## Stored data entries
<<<<

//! Typed attribute dictionaries.
//!
//! A [`Udict`] is an ordered set of attributes keyed by name. Names are
//! short ASCII strings; well-known attributes use `'static` constants (see
//! the `uref` accessor modules) so most keys never allocate. Duplicate
//! names are forbidden: setting an existing name replaces its value,
//! whatever the previous type was. Reading an existing name with the wrong
//! type fails with [`Error::WrongType`] and never mutates the dictionary.
//!
//! Dictionaries are pool-allocated: the manager keeps emptied dictionaries
//! (and their backing storage) for reuse.

use std::borrow::Cow;
use std::sync::Arc;

use crate::error::{Error, Result};
use crate::pool::Ulifo;

/// Rational number, `num / den`.
#[derive(Debug, Clone, Copy, PartialEq, Eq)]
pub struct Urational {
    pub num: i64,
    pub den: u64,
}

impl Urational {
    pub fn new(num: i64, den: u64) -> Self {
        Self { num, den }
    }
}

impl std::fmt::Display for Urational {
    fn fmt(&self, f: &mut std::fmt::Formatter<'_>) -> std::fmt::Result {
        write!(f, "{}/{}", self.num, self.den)
    }
}

/// Typed attribute payload.
#[derive(Debug, Clone, PartialEq)]
pub enum AttrValue {
    /// Presence-only marker.
    Void,
    Bool(bool),
    SmallUnsigned(u8),
    Unsigned(u64),
    Int(i64),
    Rational(Urational),
    String(String),
    Opaque(Vec<u8>),
}

impl AttrValue {
    /// Stable lowercase tag, used by snapshots and logging.
    pub fn type_tag(&self) -> &'static str {
        match self {
            Self::Void => "void",
            Self::Bool(_) => "bool",
            Self::SmallUnsigned(_) => "small_unsigned",
            Self::Unsigned(_) => "unsigned",
            Self::Int(_) => "int",
            Self::Rational(_) => "rational",
            Self::String(_) => "string",
            Self::Opaque(_) => "opaque",
        }
    }
}

/// One attribute: name plus typed payload.
#[derive(Debug, Clone, PartialEq)]
pub struct Attr {
    pub name: Cow<'static, str>,
    pub value: AttrValue,
}

/// Ordered, duplicate-free attribute dictionary.
#[derive(Debug, Default, Clone, PartialEq)]
pub struct Udict {
    attrs: Vec<Attr>,
}

macro_rules! typed_accessors {
    ($set:ident, $get:ident, $variant:ident, $ty:ty) => {
        pub fn $set(&mut self, name: impl Into<Cow<'static, str>>, value: $ty) {
            self.set(name, AttrValue::$variant(value));
        }

        pub fn $get(&self, name: &str) -> Result<$ty> {
            match self.get(name) {
                Some(AttrValue::$variant(v)) => Ok(v.clone()),
                Some(_) => Err(Error::WrongType),
                None => Err(Error::NotFound),
            }
        }
    };
}

impl Udict {
    pub fn new() -> Self {
        Self::default()
    }

    pub fn len(&self) -> usize {
        self.attrs.len()
    }

    pub fn is_empty(&self) -> bool {
        self.attrs.is_empty()
    }

    /// Raw lookup by name.
    pub fn get(&self, name: &str) -> Option<&AttrValue> {
        self.attrs.iter().find(|a| a.name == name).map(|a| &a.value)
    }

    /// Raw insert/replace by name. Replacement keeps the attribute's
    /// position so iteration order stays stable.
    pub fn set(&mut self, name: impl Into<Cow<'static, str>>, value: AttrValue) {
        let name = name.into();
        match self.attrs.iter_mut().find(|a| a.name == name) {
            Some(attr) => attr.value = value,
            None => self.attrs.push(Attr { name, value }),
        }
    }

    /// Removes an attribute.
    pub fn delete(&mut self, name: &str) -> Result<()> {
        let pos = self
            .attrs
            .iter()
            .position(|a| a.name == name)
            .ok_or(Error::NotFound)?;
        self.attrs.remove(pos);
        Ok(())
    }

    /// Iterates attributes in insertion order.
    pub fn iter(&self) -> impl Iterator<Item = &Attr> {
        self.attrs.iter()
    }

    /// Merges every attribute of `other` into `self`, replacing clashes.
    pub fn import(&mut self, other: &Udict) {
        for attr in &other.attrs {
            self.set(attr.name.clone(), attr.value.clone());
        }
    }

    /// Drops every attribute, keeping the backing storage for reuse.
    pub fn clear(&mut self) {
        self.attrs.clear();
    }

    typed_accessors!(set_bool, get_bool, Bool, bool);
    typed_accessors!(set_small_unsigned, get_small_unsigned, SmallUnsigned, u8);
    typed_accessors!(set_unsigned, get_unsigned, Unsigned, u64);
    typed_accessors!(set_int, get_int, Int, i64);
    typed_accessors!(set_rational, get_rational, Rational, Urational);
    typed_accessors!(set_opaque, get_opaque, Opaque, Vec<u8>);

    /// Marks a presence-only attribute.
    pub fn set_void(&mut self, name: impl Into<Cow<'static, str>>) {
        self.set(name, AttrValue::Void);
    }

    /// Whether a presence-only attribute is set.
    pub fn get_void(&self, name: &str) -> Result<()> {
        match self.get(name) {
            Some(AttrValue::Void) => Ok(()),
            Some(_) => Err(Error::WrongType),
            None => Err(Error::NotFound),
        }
    }

    /// Stores a copy of `value`; the caller retains nothing.
    pub fn set_string(&mut self, name: impl Into<Cow<'static, str>>, value: &str) {
        self.set(name, AttrValue::String(value.to_owned()));
    }

    pub fn get_string(&self, name: &str) -> Result<&str> {
        match self.get(name) {
            Some(AttrValue::String(s)) => Ok(s),
            Some(_) => Err(Error::WrongType),
            None => Err(Error::NotFound),
        }
    }
}

/// Pool-allocating dictionary manager.
///
/// `pool_depth` emptied dictionaries are kept for reuse; `attr_capacity`
/// is the storage preallocated in fresh dictionaries (a dictionary may
/// still grow beyond it).
pub struct UdictMgr {
    pool: Ulifo<Udict>,
    attr_capacity: usize,
}

impl UdictMgr {
    pub fn new(pool_depth: usize, attr_capacity: usize) -> Arc<Self> {
        Arc::new(Self {
            pool: Ulifo::new(pool_depth),
            attr_capacity,
        })
    }

    /// Pops a pooled dictionary or builds a fresh one.
    pub fn alloc(&self) -> Udict {
        self.pool.pop().unwrap_or_else(|| Udict {
            attrs: Vec::with_capacity(self.attr_capacity),
        })
    }

    /// Pool-allocated deep copy.
    pub fn dup(&self, dict: &Udict) -> Udict {
        let mut copy = self.alloc();
        copy.import(dict);
        copy
    }

    /// Empties `dict` and returns it to the pool; falls back to the heap
    /// when the pool is full.
    pub fn free(&self, mut dict: Udict) {
        dict.clear();
        let _ = self.pool.push(dict);
    }

    /// Releases pooled dictionaries.
    pub fn vacuum(&self) {
        self.pool.vacuum();
    }
}

#[cfg(test)]
mod tests {
    use super::*;

    // -----------------------------------------------------------------------
    // Typed round-trips
    // -----------------------------------------------------------------------

    #[test]
    fn set_get_roundtrips_every_type() {
        let mut d = Udict::new();
        d.set_void("t.void");
        d.set_bool("t.bool", true);
        d.set_small_unsigned("t.su", 7);
        d.set_unsigned("t.u", 42);
        d.set_int("t.i", -42);
        d.set_rational("t.r", Urational::new(30000, 1001));
        d.set_string("t.s", "pic.");
        d.set_opaque("t.o", vec![1, 2, 3]);

        d.get_void("t.void").unwrap();
        assert!(d.get_bool("t.bool").unwrap());
        assert_eq!(d.get_small_unsigned("t.su").unwrap(), 7);
        assert_eq!(d.get_unsigned("t.u").unwrap(), 42);
        assert_eq!(d.get_int("t.i").unwrap(), -42);
        assert_eq!(d.get_rational("t.r").unwrap(), Urational::new(30000, 1001));
        assert_eq!(d.get_string("t.s").unwrap(), "pic.");
        assert_eq!(d.get_opaque("t.o").unwrap(), vec![1, 2, 3]);
    }

    #[test]
    fn wrong_type_fails_without_mutating() {
        let mut d = Udict::new();
        d.set_unsigned("k.pts", 42);
        let before = d.clone();
        assert_eq!(d.get_string("k.pts"), Err(Error::WrongType));
        assert_eq!(d, before);
        assert_eq!(d.get_unsigned("k.pts").unwrap(), 42);
    }

    #[test]
    fn missing_name_is_not_found() {
        let d = Udict::new();
        assert_eq!(d.get_unsigned("k.pts"), Err(Error::NotFound));
    }

    // -----------------------------------------------------------------------
    // Replacement, deletion, ordering
    // -----------------------------------------------------------------------

    #[test]
    fn set_replaces_in_place() {
        let mut d = Udict::new();
        d.set_unsigned("a", 1);
        d.set_unsigned("b", 2);
        d.set_unsigned("a", 9);
        assert_eq!(d.len(), 2);
        let names: Vec<_> = d.iter().map(|a| a.name.as_ref()).collect();
        assert_eq!(names, ["a", "b"]);
        assert_eq!(d.get_unsigned("a").unwrap(), 9);
    }

    #[test]
    fn set_replaces_across_types() {
        let mut d = Udict::new();
        d.set_unsigned("x", 5);
        d.set_string("x", "five");
        assert_eq!(d.len(), 1);
        assert_eq!(d.get_string("x").unwrap(), "five");
        assert_eq!(d.get_unsigned("x"), Err(Error::WrongType));
    }

    #[test]
    fn delete_removes_and_reports_missing() {
        let mut d = Udict::new();
        d.set_bool("gone", false);
        d.delete("gone").unwrap();
        assert_eq!(d.delete("gone"), Err(Error::NotFound));
        assert!(d.is_empty());
    }

    #[test]
    fn import_merges_and_overrides() {
        let mut a = Udict::new();
        a.set_unsigned("k", 1);
        a.set_string("only_a", "x");
        let mut b = Udict::new();
        b.set_unsigned("k", 2);
        b.set_string("only_b", "y");
        a.import(&b);
        assert_eq!(a.get_unsigned("k").unwrap(), 2);
        assert_eq!(a.get_string("only_a").unwrap(), "x");
        assert_eq!(a.get_string("only_b").unwrap(), "y");
    }

    // -----------------------------------------------------------------------
    // Manager pooling
    // -----------------------------------------------------------------------

    #[test]
    fn mgr_recycles_dictionaries() {
        let mgr = UdictMgr::new(2, 8);
        let mut d = mgr.alloc();
        d.set_unsigned("k", 1);
        mgr.free(d);

        let d2 = mgr.alloc();
        assert!(d2.is_empty(), "recycled dictionary must come back clean");
    }

    #[test]
    fn mgr_dup_is_deep() {
        let mgr = UdictMgr::new(2, 8);
        let mut d = mgr.alloc();
        d.set_string("f.def", "block.");
        let copy = mgr.dup(&d);
        d.set_string("f.def", "pic.");
        assert_eq!(copy.get_string("f.def").unwrap(), "block.");
    }

    #[test]
    fn mgr_pool_overflow_goes_to_heap() {
        let mgr = UdictMgr::new(1, 4);
        mgr.free(mgr.alloc());
        mgr.free(mgr.alloc()); // pool full, silently dropped
        mgr.vacuum();
    }
}
impl UbufPic {
    /// Visible width in pixels.
    pub fn hsize(&self) -> usize {
        self.hmsize * self.mgr.macropixel as usize
    }

    /// Visible height in lines.
    pub fn vsize(&self) -> usize {
        self.vsize
    }

    /// Number of pixels in a macropixel.
    pub fn macropixel(&self) -> u8 {
        self.mgr.macropixel
    }

    /// Iterates the chroma names of the planes.
    pub fn iter_planes(&self) -> impl Iterator<Item = &str> {
        self.mgr.planes.iter().map(|p| p.chroma.as_str())
    }

    /// Layout of a plane: `(stride, hsub, vsub, macropixel_size)`.
    pub fn plane_size(&self, chroma: &str) -> Result<(usize, u8, u8, u8)> {
        let idx = self.mgr.plane_index(chroma)?;
        let spec = &self.mgr.planes[idx];
        Ok((
            self.views[idx].stride,
            spec.hsub,
            spec.vsub,
            spec.macropixel_size,
        ))
    }

    /// Creates a new handle sharing the same region; contents still
    /// copy-on-write.
    pub fn dup(&self) -> UbufPic {
        self.shared.refcount.acquire();
        UbufPic {
            mgr: Arc::clone(&self.mgr),
            shared: ManuallyDrop::new(Arc::clone(&self.shared)),
            views: self.views.clone(),
            hmprepend: self.hmprepend,
            hmsize: self.hmsize,
            hm_total: self.hm_total,
            vprepend: self.vprepend,
            vsize: self.vsize,
            v_total: self.v_total,
            readers: AtomicU32::new(0),
        }
    }

    /// Checks a map rectangle and computes `(start, stride, row_bytes,
    /// rows)` for a plane.
    fn map_geometry(
        &self,
        chroma: &str,
        hoffset: usize,
        voffset: usize,
        hsize: usize,
        vsize: usize,
    ) -> Result<(usize, usize, usize, usize)> {
        let macropixel = self.mgr.macropixel as usize;
        if hoffset % macropixel != 0 {
            return Err(Error::BadArg);
        }
        if hoffset + hsize > self.hmsize * macropixel || voffset + vsize > self.vsize {
            return Err(Error::OutOfRange);
        }
        let idx = self.mgr.plane_index(chroma)?;
        let spec = &self.mgr.planes[idx];
        let view = &self.views[idx];

        let start = view.offset
            + (self.vprepend + voffset) / spec.vsub as usize * view.stride
            + (self.hmprepend + hoffset / macropixel) / spec.hsub as usize
                * spec.macropixel_size as usize;
        let rows = vsize / spec.vsub as usize;
        let row_bytes =
            hsize / macropixel / spec.hsub as usize * spec.macropixel_size as usize;
        Ok((start, view.stride, row_bytes, rows))
    }

    /// Maps a plane rectangle read-only.
    pub fn read_plane(
        &self,
        chroma: &str,
        hoffset: usize,
        voffset: usize,
        hsize: usize,
        vsize: usize,
    ) -> Result<PicReader<'_>> {
        let (start, stride, row_bytes, rows) =
            self.map_geometry(chroma, hoffset, voffset, hsize, vsize)?;
        let len = if rows == 0 || row_bytes == 0 {
            0
        } else {
            (rows - 1) * stride + row_bytes
        };
        // SAFETY: geometry is inside the plane region by construction;
        // concurrent writers are excluded by the copy-on-write rule.
        let slice = unsafe { self.shared.umem().slice(start, len) };
        self.readers.fetch_add(1, Ordering::Relaxed);
        Ok(PicReader {
            slice,
            stride,
            row_bytes,
            rows,
            readers: &self.readers,
        })
    }

    /// Maps a plane rectangle for writing. Fails with `NotSingle` while
    /// the region is shared.
    pub fn write_plane(
        &mut self,
        chroma: &str,
        hoffset: usize,
        voffset: usize,
        hsize: usize,
        vsize: usize,
    ) -> Result<PicWriter<'_>> {
        if !self.shared.refcount.is_single() {
            return Err(Error::NotSingle);
        }
        let (start, stride, row_bytes, rows) =
            self.map_geometry(chroma, hoffset, voffset, hsize, vsize)?;
        let len = if rows == 0 || row_bytes == 0 {
            0
        } else {
            (rows - 1) * stride + row_bytes
        };
        // SAFETY: region refcount is one and the receiver is exclusive, so
        // no other view of this region is reachable.
        let slice = unsafe { self.shared.umem().slice_mut(start, len) };
        self.readers.fetch_add(1, Ordering::Relaxed);
        Ok(PicWriter {
            slice,
            stride,
            row_bytes,
            rows,
            readers: &self.readers,
        })
    }

    /// Moves the visible window inside the allocated extents: `hskip`
    /// pixels (multiple of the macropixel, negative = grow into the left
    /// margin) and `vskip` lines off the origin, then `new_hsize` x
    /// `new_vsize` visible. Growing past the allocated margins fails;
    /// resizing a shared picture is allowed, a subsequent write still
    /// enforces copy-on-write.
    pub fn resize(
        &mut self,
        hskip: isize,
        vskip: isize,
        new_hsize: usize,
        new_vsize: usize,
    ) -> Result<()> {
        let macropixel = self.mgr.macropixel as usize;
        if hskip.unsigned_abs() % macropixel != 0 || new_hsize % macropixel != 0 {
            return Err(Error::BadArg);
        }
        let hmskip = hskip / macropixel as isize;
        let new_hmsize = new_hsize / macropixel;

        let hmprepend = self.hmprepend as isize + hmskip;
        let vprepend = self.vprepend as isize + vskip;
        if hmprepend < 0 || vprepend < 0 {
            return Err(Error::OutOfRange);
        }
        if hmprepend as usize + new_hmsize > self.hm_total
            || vprepend as usize + new_vsize > self.v_total
        {
            return Err(Error::OutOfRange);
        }
        self.hmprepend = hmprepend as usize;
        self.hmsize = new_hmsize;
        self.vprepend = vprepend as usize;
        self.vsize = new_vsize;
        Ok(())
    }

    #[cfg(test)]
    pub(crate) fn mapped_base_addr(&self, chroma: &str) -> usize {
        let (start, ..) = self
            .map_geometry(chroma, 0, 0, self.hsize(), self.vsize)
            .unwrap();
        self.shared.umem().base_addr() + start
    }

    #[cfg(test)]
    pub(crate) fn shares_region_with(&self, other: &UbufPic) -> bool {
        Arc::ptr_eq(&self.shared, &other.shared)
    }
}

>>>>

## Problem to work on
On how many lines above does the word "hsub" appear? Answer with that figure only.

## Exercise output
4